Jean-Paul Belmondo plays a small-time villain turned killer on the run with a fixation for Humphrey Bogart, while Jean Seberg is the chic American girlfriend he’s recklessly in love with. Despite the cops breathing down their necks, the couple live life on the edge set to a jazzy-cum-Mozart soundtrack… and their motto is ‘only live for the moment’. This one set the standard for cinematic cool.
Breathless (À Bout de Souffle, Cert 15, 115min) is available on StudioCanal’s Jean-Luc Godard The Essential Blu-ray Collection five-disc box set alongside featuring Alphaville, Le Mépris, Pierrot Le Fou, and Une Femme est Une Femme.
The special features include the following…

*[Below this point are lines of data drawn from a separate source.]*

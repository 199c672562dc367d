use crate::utils::error::{GanttError, Result};
use std::collections::HashSet;

pub trait Validate {
    fn validate(&self) -> Result<()>;
}

pub fn validate_path(field_name: &str, path: &str) -> Result<()> {
    if path.is_empty() {
        return Err(GanttError::InvalidConfigValueError {
            field: field_name.to_string(),
            value: path.to_string(),
            reason: "Path cannot be empty".to_string(),
        });
    }

    if path.contains('\0') {
        return Err(GanttError::InvalidConfigValueError {
            field: field_name.to_string(),
            value: path.to_string(),
            reason: "Path contains null bytes".to_string(),
        });
    }

    Ok(())
}

pub fn validate_positive_number(field_name: &str, value: u32, min_value: u32) -> Result<()> {
    if value < min_value {
        return Err(GanttError::InvalidConfigValueError {
            field: field_name.to_string(),
            value: value.to_string(),
            reason: format!("Value must be at least {}", min_value),
        });
    }
    Ok(())
}

pub fn validate_file_extension(field_name: &str, file: &str, allowed_extensions: &[&str]) -> Result<()> {
    let allowed_set: HashSet<&str> = allowed_extensions.iter().copied().collect();

    match std::path::Path::new(file)
        .extension()
        .and_then(|ext| ext.to_str())
    {
        Some(extension) if allowed_set.contains(extension.to_ascii_lowercase().as_str()) => Ok(()),
        Some(extension) => Err(GanttError::InvalidConfigValueError {
            field: field_name.to_string(),
            value: file.to_string(),
            reason: format!(
                "Unsupported file extension: {}. Allowed extensions: {}",
                extension,
                allowed_extensions.join(", ")
            ),
        }),
        None => Err(GanttError::InvalidConfigValueError {
            field: field_name.to_string(),
            value: file.to_string(),
            reason: "File has no extension or invalid filename".to_string(),
        }),
    }
}

pub fn validate_non_empty_string(field_name: &str, value: &str) -> Result<()> {
    if value.trim().is_empty() {
        return Err(GanttError::InvalidConfigValueError {
            field: field_name.to_string(),
            value: value.to_string(),
            reason: "Value cannot be empty or whitespace-only".to_string(),
        });
    }
    Ok(())
}

pub fn validate_range<T: PartialOrd + std::fmt::Display + Copy>(
    field_name: &str,
    value: T,
    min: T,
    max: T,
) -> Result<()> {
    if value < min || value > max {
        return Err(GanttError::InvalidConfigValueError {
            field: field_name.to_string(),
            value: value.to_string(),
            reason: format!("Value must be between {} and {}", min, max),
        });
    }
    Ok(())
}

#[cfg(test)]
mod tests {
    use super::*;

    #[test]
    fn test_validate_path() {
        assert!(validate_path("output.path", "img/GANTT.svg").is_ok());
        assert!(validate_path("output.path", "").is_err());
        assert!(validate_path("output.path", "bad\0path").is_err());
    }

    #[test]
    fn test_validate_positive_number() {
        assert!(validate_positive_number("legend.columns", 3, 1).is_ok());
        assert!(validate_positive_number("legend.columns", 0, 1).is_err());
    }

    #[test]
    fn test_validate_file_extension() {
        assert!(validate_file_extension("output.path", "img/GANTT.svg", &["svg"]).is_ok());
        assert!(validate_file_extension("output.path", "img/GANTT.SVG", &["svg"]).is_ok());
        assert!(validate_file_extension("output.path", "img/GANTT.png", &["svg"]).is_err());
        assert!(validate_file_extension("output.path", "img/GANTT", &["svg"]).is_err());
    }

    #[test]
    fn test_validate_range() {
        assert!(validate_range("bars.height", 0.5, 0.0, 1.0).is_ok());
        assert!(validate_range("bars.height", 1.5, 0.0, 1.0).is_err());
    }
}
use crate::core::render::RenderOptions;
use crate::domain::figure::{FontSize, TextMode};
use crate::domain::ports::ImageFormat;
use crate::utils::error::{GanttError, Result};
use crate::utils::validation::{self, Validate};
use serde::{Deserialize, Serialize};
use std::path::Path;

pub const DEFAULT_OUTPUT_PATH: &str = "img/GANTT.png";

/// `auto` defers to platform detection at startup.
#[derive(Debug, Clone, Copy, PartialEq, Eq, Serialize, Deserialize, Default)]
#[serde(rename_all = "lowercase")]
#[cfg_attr(feature = "cli", derive(clap::ValueEnum))]
pub enum TextModeSetting {
    #[default]
    Auto,
    Plain,
    Typeset,
}

impl TextModeSetting {
    pub fn resolve(self, detect: impl FnOnce() -> TextMode) -> TextMode {
        match self {
            TextModeSetting::Auto => detect(),
            TextModeSetting::Plain => TextMode::Plain,
            TextModeSetting::Typeset => TextMode::Typeset,
        }
    }
}

#[derive(Debug, Clone, Default, Serialize, Deserialize)]
#[serde(default)]
pub struct StyleConfig {
    pub figure: FigureConfig,
    pub bars: BarConfig,
    pub milestones: MilestoneConfig,
    pub legend: LegendConfig,
    pub text: TextConfig,
    pub output: OutputConfig,
}

#[derive(Debug, Clone, Serialize, Deserialize)]
#[serde(default)]
pub struct FigureConfig {
    pub width: u32,
    pub height: u32,
}

impl Default for FigureConfig {
    fn default() -> Self {
        Self {
            width: 640,
            height: 480,
        }
    }
}

#[derive(Debug, Clone, Serialize, Deserialize)]
#[serde(default)]
pub struct BarConfig {
    pub height: f64,
    pub alpha: f64,
}

impl Default for BarConfig {
    fn default() -> Self {
        Self {
            height: 0.5,
            alpha: 1.0,
        }
    }
}

#[derive(Debug, Clone, Serialize, Deserialize)]
#[serde(default)]
pub struct MilestoneConfig {
    pub size: f64,
    pub fill: String,
    pub edge: String,
}

impl Default for MilestoneConfig {
    fn default() -> Self {
        Self {
            size: 120.0,
            fill: "yellow".to_string(),
            edge: "black".to_string(),
        }
    }
}

#[derive(Debug, Clone, Serialize, Deserialize)]
#[serde(default)]
pub struct LegendConfig {
    pub columns: u32,
    pub font_size: FontSize,
}

impl Default for LegendConfig {
    fn default() -> Self {
        Self {
            columns: 3,
            font_size: FontSize::Medium,
        }
    }
}

#[derive(Debug, Clone, Default, Serialize, Deserialize)]
#[serde(default)]
pub struct TextConfig {
    pub mode: TextModeSetting,
}

#[derive(Debug, Clone, Serialize, Deserialize)]
#[serde(default)]
pub struct OutputConfig {
    pub path: String,
}

impl Default for OutputConfig {
    fn default() -> Self {
        Self {
            path: DEFAULT_OUTPUT_PATH.to_string(),
        }
    }
}

impl StyleConfig {
    /// Loads a style from a TOML file.
    pub fn from_file<P: AsRef<Path>>(path: P) -> Result<Self> {
        let content = std::fs::read_to_string(&path).map_err(|e| GanttError::ConfigError {
            message: format!("cannot read '{}': {}", path.as_ref().display(), e),
        })?;
        Self::from_toml_str(&content)
    }

    pub fn from_toml_str(content: &str) -> Result<Self> {
        let processed_content = Self::substitute_env_vars(content);

        toml::from_str(&processed_content).map_err(|e| GanttError::ConfigError {
            message: format!("TOML parsing error: {}", e),
        })
    }

    /// Replaces `${VAR}` with the environment value; unknown variables are left as written.
    fn substitute_env_vars(content: &str) -> String {
        use regex::Regex;
        use std::sync::OnceLock;

        static VAR: OnceLock<Regex> = OnceLock::new();
        let re = VAR.get_or_init(|| Regex::new(r"\$\{([^}]+)\}").expect("static regex is valid"));

        re.replace_all(content, |caps: &regex::Captures| {
            let var_name = &caps[1];
            std::env::var(var_name).unwrap_or_else(|_| format!("${{{}}}", var_name))
        })
        .to_string()
    }

    /// Render settings with the text mode already resolved.
    pub fn render_options(&self, text_mode: TextMode) -> RenderOptions {
        RenderOptions {
            width: self.figure.width,
            height: self.figure.height,
            bar_height: self.bars.height,
            bar_alpha: self.bars.alpha,
            milestone_size: self.milestones.size,
            milestone_fill: self.milestones.fill.clone(),
            milestone_edge: self.milestones.edge.clone(),
            legend_columns: self.legend.columns,
            legend_font_size: self.legend.font_size,
            text_mode,
        }
    }
}

impl Validate for StyleConfig {
    fn validate(&self) -> Result<()> {
        validation::validate_positive_number("figure.width", self.figure.width, 1)?;
        validation::validate_positive_number("figure.height", self.figure.height, 1)?;

        if self.bars.height <= 0.0 || self.bars.height > 1.0 {
            return Err(GanttError::InvalidConfigValueError {
                field: "bars.height".to_string(),
                value: self.bars.height.to_string(),
                reason: "Bar height must be greater than 0 and at most 1".to_string(),
            });
        }
        validation::validate_range("bars.alpha", self.bars.alpha, 0.0, 1.0)?;

        if self.milestones.size.is_nan() || self.milestones.size <= 0.0 {
            return Err(GanttError::InvalidConfigValueError {
                field: "milestones.size".to_string(),
                value: self.milestones.size.to_string(),
                reason: "Marker size must be positive".to_string(),
            });
        }
        validation::validate_non_empty_string("milestones.fill", &self.milestones.fill)?;
        validation::validate_non_empty_string("milestones.edge", &self.milestones.edge)?;

        validation::validate_positive_number("legend.columns", self.legend.columns, 1)?;

        validation::validate_path("output.path", &self.output.path)?;
        ImageFormat::from_path("output.path", &self.output.path)?;

        Ok(())
    }
}
use crate::core::layout::ProcessedChart;
use crate::domain::figure::{
    Bar, Figure, FontSize, Legend, LegendEntry, Marker, MarkerShape, TextMode, Tick, TickEdges,
};

/// Visual settings for the render phase.
#[derive(Debug, Clone, PartialEq)]
pub struct RenderOptions {
    pub width: u32,
    pub height: u32,
    pub bar_height: f64,
    pub bar_alpha: f64,
    pub milestone_size: f64,
    pub milestone_fill: String,
    pub milestone_edge: String,
    pub legend_columns: u32,
    pub legend_font_size: FontSize,
    pub text_mode: TextMode,
}

impl Default for RenderOptions {
    fn default() -> Self {
        Self {
            width: 640,
            height: 480,
            bar_height: 0.5,
            bar_alpha: 1.0,
            milestone_size: 120.0,
            milestone_fill: "yellow".to_string(),
            milestone_edge: "black".to_string(),
            legend_columns: 3,
            legend_font_size: FontSize::Medium,
            text_mode: TextMode::Plain,
        }
    }
}

const BAR_ZORDER: u32 = 1;
const MILESTONE_ZORDER: u32 = 3;

/// Runs every drawing step in order.
pub fn render(chart: &ProcessedChart, options: &RenderOptions) -> Figure {
    let figure = init_figure(chart, options);
    let figure = draw_bars(figure, chart, options);
    let figure = format_axes(figure, chart);
    let figure = add_milestones(figure, chart, options);
    add_legend(figure, chart, options)
}

pub fn init_figure(chart: &ProcessedChart, options: &RenderOptions) -> Figure {
    let mut figure = Figure::new(options.width, options.height);
    figure.title = Some(chart.title.clone());
    figure.x_grid = true;
    figure.y_grid = false;
    figure.text_mode = options.text_mode;
    figure
}

pub fn draw_bars(mut figure: Figure, chart: &ProcessedChart, options: &RenderOptions) -> Figure {
    figure.bars.extend(chart.rows.iter().map(|row| Bar {
        y: f64::from(row.slot),
        left: row.start_ordinal as f64,
        width: row.duration_days as f64,
        height: options.bar_height,
        color: row.color.clone(),
        alpha: options.bar_alpha,
        label: None,
        zorder: BAR_ZORDER,
    }));
    figure
}

pub fn format_axes(mut figure: Figure, chart: &ProcessedChart) -> Figure {
    figure.tick_edges = TickEdges {
        bottom: true,
        top: false,
        left: false,
        right: false,
    };

    let (lo, hi) = chart.x_range();
    figure.xlim = Some((lo as f64, hi as f64));
    figure.ylim = Some(chart.y_range());

    figure.yticks = chart
        .rows
        .iter()
        .map(|row| Tick {
            position: f64::from(row.slot),
            label: row.label.clone(),
        })
        .collect();

    if !chart.xlabel.is_empty() {
        figure.xlabel = Some(chart.xlabel.clone());
    }

    if !chart.xticks.is_empty() {
        figure.xticks = Some(
            chart
                .xticks
                .iter()
                .map(|tick| Tick {
                    position: tick.date.ordinal() as f64,
                    label: tick.label.clone(),
                })
                .collect(),
        );
    }

    figure
}

pub fn add_milestones(mut figure: Figure, chart: &ProcessedChart, options: &RenderOptions) -> Figure {
    if chart.milestones.is_empty() {
        return figure;
    }

    figure.markers.extend(chart.milestones.iter().map(|point| Marker {
        x: point.ordinal as f64,
        y: f64::from(point.slot),
        size: options.milestone_size,
        shape: MarkerShape::Diamond,
        fill: options.milestone_fill.clone(),
        edge: options.milestone_edge.clone(),
        zorder: MILESTONE_ZORDER,
    }));
    figure
}

pub fn add_legend(mut figure: Figure, chart: &ProcessedChart, options: &RenderOptions) -> Figure {
    let mut entries = Vec::new();
    for (row, bar) in chart.rows.iter().zip(figure.bars.iter_mut()) {
        if let Some(legend) = row.legend.as_deref().filter(|l| !l.is_empty()) {
            bar.label = Some(legend.to_string());
            entries.push(LegendEntry {
                label: legend.to_string(),
                color: row.color.clone(),
            });
        }
    }

    if !entries.is_empty() {
        figure.legend = Some(Legend {
            entries,
            columns: options.legend_columns,
            font_size: options.legend_font_size,
            shadow: false,
            frame: false,
        });
    }

    figure
}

• Introduction by Colin McCabe (5min)
• Godard, Made in USA (51min)
• Room 12. Hotel de Suede (79min)
• Jean-Luc According to Luc (8min)
• Jefferson Hack interview (8min)
• Tempo: Godard episode (17min)
• Jean Seberg featurette (12min)
• Trailer (3min)
• Posters
Posted on May 2, 2016, in Cult classic, Must See, Thriller, World Cinema and tagged À Bout De Souffle, Breathless, Must-See, World Cinema. Bookmark the permalink. Leave a comment.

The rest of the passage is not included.